- _What the exercise asks_
Report, in full, each line of the material below in which the string "clock" occurs.

- _Source material_
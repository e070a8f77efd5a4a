//! Shared identifier and context types

use std::fmt::{Debug, Display, Formatter, Result as FmtResult};
use serde::{Deserialize, Serialize};

/// Identity of a caller, holder or component
pub use ethers::types::Address;

/// Seconds on the shared ledger clock
pub type Timestamp = u64;

/// Fixed-size hash addressing a name in the registry
#[derive(Clone, Copy, PartialEq, Eq, Hash, PartialOrd, Ord, Default, Serialize, Deserialize)]
pub struct NodeId(pub [u8; 32]);

/// Hash of a single namespace label
#[derive(Clone, Copy, PartialEq, Eq, Hash, PartialOrd, Ord, Default, Serialize, Deserialize)]
pub struct LabelHash(pub [u8; 32]);

impl NodeId {
    /// The reserved null identifier of the root record
    pub const ROOT: NodeId = NodeId([0u8; 32]);

    /// Raw bytes of the identifier
    pub fn as_bytes(&self) -> &[u8; 32] {
        &self.0
    }

    /// Whether this is the root identifier
    pub fn is_root(&self) -> bool {
        self.0 == [0u8; 32]
    }
}

impl LabelHash {
    /// Raw bytes of the label hash
    pub fn as_bytes(&self) -> &[u8; 32] {
        &self.0
    }
}

impl Display for NodeId {
    fn fmt(&self, f: &mut Formatter<'_>) -> FmtResult {
        write!(f, "0x{}", hex::encode(self.0))
    }
}

impl Debug for NodeId {
    fn fmt(&self, f: &mut Formatter<'_>) -> FmtResult {
        write!(f, "NodeId(0x{}..)", hex::encode(&self.0[0..4]))
    }
}

impl Display for LabelHash {
    fn fmt(&self, f: &mut Formatter<'_>) -> FmtResult {
        write!(f, "0x{}", hex::encode(self.0))
    }
}

impl Debug for LabelHash {
    fn fmt(&self, f: &mut Formatter<'_>) -> FmtResult {
        write!(f, "LabelHash(0x{}..)", hex::encode(&self.0[0..4]))
    }
}

/// Per-transaction execution context
///
/// Every state-changing operation runs against exactly one context: the
/// calling identity, the payment attached to the call and the ledger time.
#[derive(Debug, Clone, Copy, PartialEq, Eq)]
pub struct TxContext {
    /// Calling identity
    pub sender: Address,

    /// Payment attached to the call
    pub value: u128,

    /// Ledger time of the transaction
    pub now: Timestamp,
}

impl TxContext {
    /// Create a context without payment
    pub fn new(sender: Address, now: Timestamp) -> Self {
        TxContext { sender, value: 0, now }
    }

    /// Attach a payment
    pub fn with_value(mut self, value: u128) -> Self {
        self.value = value;
        self
    }

    /// Same clock, different caller. Used when one component calls another.
    pub fn as_caller(&self, sender: Address) -> Self {
        TxContext { sender, value: 0, now: self.now }
    }
}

- _Answer for the task_
/// Seconds on the shared ledger clock
    /// Same clock, different caller. Used when one component calls another.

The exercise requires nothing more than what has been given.